The Hong Kong Takeovers and Mergers Panel (the “HK Panel”) has issued a decision confirming that “acting in concert” is not necessarily defined by a legal agreement and emphasising that consultation with the HK Panel must take place at an early stage in order to avoid unforeseen consequences such as a mandatory offer. The UK Takeovers and Mergers Panel (the “UK Panel”) is highly likely to have come to the same conclusion had the transaction happened in the UK.

As this case shows, the consequences of not consulting the relevant panel can be commercially disadvantageous for the offeror as well as embarrassing for the offeror and its advisers.

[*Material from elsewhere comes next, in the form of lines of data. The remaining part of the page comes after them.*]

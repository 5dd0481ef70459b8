use actix_cors::Cors;
use actix_web::{web, App, HttpServer};
use clap::Parser;
use std::{io, sync::Arc};
use tracing_subscriber::{layer::SubscriberExt, util::SubscriberInitExt, EnvFilter};

mod auth;
mod config;
mod database;
mod error;
mod events;
mod models;
mod progress;
mod routes;
mod state;
mod tribe;

use auth::{IdentityMiddlewareFactory, TokenVerifier};
use config::Config;
use events::EventBus;
use progress::source::MongoProgressSource;
use state::AppState;
use tribe::TribeClient;

fn startup_error(error: error::AppError) -> io::Error {
    io::Error::new(io::ErrorKind::Other, error.to_string())
}

#[actix_web::main]
async fn main() -> io::Result<()> {
    dotenvy::dotenv().ok();

    tracing_subscriber::registry()
        .with(
            EnvFilter::try_from_default_env()
                .unwrap_or_else(|_| EnvFilter::new("brilliant_os_server=info,actix_web=info")),
        )
        .with(tracing_subscriber::fmt::layer())
        .init();

    let config = Config::parse();

    let db = database::connect(&config.mongodb_uri, &config.database_name)
        .await
        .map_err(startup_error)?;
    let verifier =
        TokenVerifier::from_rsa_pem_file(&config.firebase_public_key, &config.firebase_project_id)
            .map_err(startup_error)?;

    let events = EventBus::default();
    actix_web::rt::spawn(events::log_events(events.subscribe()));

    let source = Arc::new(MongoProgressSource::new(db.clone()));
    let state = web::Data::new(AppState {
        db,
        source: source.clone(),
        users: source,
        tribe: TribeClient::new(&config.tribe_api_url, &config.tribe_api_token),
        events,
        verifier,
        settings: config.settings(),
    });

    tracing::info!(host = %config.host, port = config.port, "starting http server");

    HttpServer::new(move || {
        App::new()
            .app_data(state.clone())
            .wrap(IdentityMiddlewareFactory)
            .wrap(
                Cors::default()
                    .allow_any_origin()
                    .allow_any_method()
                    .allow_any_header()
                    .max_age(3600),
            )
            .configure(routes::configure)
    })
    .bind((config.host.as_str(), config.port))?
    .run()
    .await
}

Arcelor Mittal (“AM”) approached Mr Han, a major shareholder in China Oriental Group Company Limited (“China Oriental”), in June and July 2007, with a view to discussing possible areas of co-operation in relation to China Oriental. In October 2007, a draft co-operation agreement (the “Co-Operation Agreement”) was initialled by Mr Han and AM; this, inter alia, provided for put and call options over China Oriental shares held by Mr Han.

On 6 November 2007, AM purchased 28% of China Oriental from a different shareholder, Ms Chen (the “Acquisition”), as Mr Han had refused to sign the Cooperation Agreement until the Acquisition took place.

The Co-operation Agreement was then split into a shareholders agreement (the “Shareholders Agreement”) and a business co-operation agreement, each of which was signed on 7 November. The Shareholders Agreement was conditional upon anti-trust approval and contained two call options and a put option (the “Put Option”), each of which was exercisable in certain circumstances.

On 13 November 2007, ING Bank, financial advisers to AM, submitted a draft announcement to the HK Panel which said that, upon the Shareholders Agreement becoming unconditional, Mr Han and AM may be treated as parties acting in concert and that, upon the Shareholders Agreement becoming unconditional, the parties might be required to make an unconditional mandatory offer for the rest of China Oriental’s shares.

The Hong Kong Panel Executive then stated that it had formed the view that it considered AM and Mr Han to be acting in concert at the time AM completed the Acquisition and accordingly that a mandatory offer obligation had been triggered. The matter was then referred to the HK Panel for consideration.

The Hong Kong Panel’s decision

The HK Panel gave its decision on 6 December 2007.

Firstly, it held that AM and Mr Han had been acting in concert at the time of the Acquisition, noting that the Code definition was deliberately vague - “an agreement or understanding (whether formal or informal)”.

The HK Panel noted in particular a course of conduct over a period of time prior to the Acquisition and the existence of a common intent and active co-operation before completion of the Acquisition, both of which prevailed over a definition which looked only at narrow formal legal terms. AM and Mr Han had therefore been acting in concert for some time (probably from the initialling of the Co-operation Agreement) but the consequence (i.e. the obligation to make a mandatory bid) was only triggered at the time of the Acquisition.

The UK definition of “acting in concert” is exactly the same and persons involved in UK takeovers should be aware that they could be acting in concert with another party from an early stage, even before any documents are signed.

Secondly, the Put Option with Mr Han constituted a special deal and AM was therefore in breach of Rule 25 of the Hong Kong Takeover Code which prohibits special deals with shareholders unless the HK Panel’s consent is obtained. Again, Rule 16 of the UK Takeover Code is exactly the same and the UK Panel is very likely to have come to the same conclusion.

Finally, the HK Panel was very critical generally of the failure by all parties to consult with the Hong Kong Panel Executive prior to entering into both the Acquisition and the Put Option. It noted in particular paragraph 6.1 of the introduction to the Hong Kong Takeover Code which states that the Hong Kong Panel Executive should always be consulted in advance where there is any doubt as to a proposed course of conduct (see paragraph 6 (b) of the UK Takeover Code which is exactly the same).

This public criticism is obviously embarrassing for those concerned and emphasises the importance of contact with the relevant Panel as early as possible in a transaction.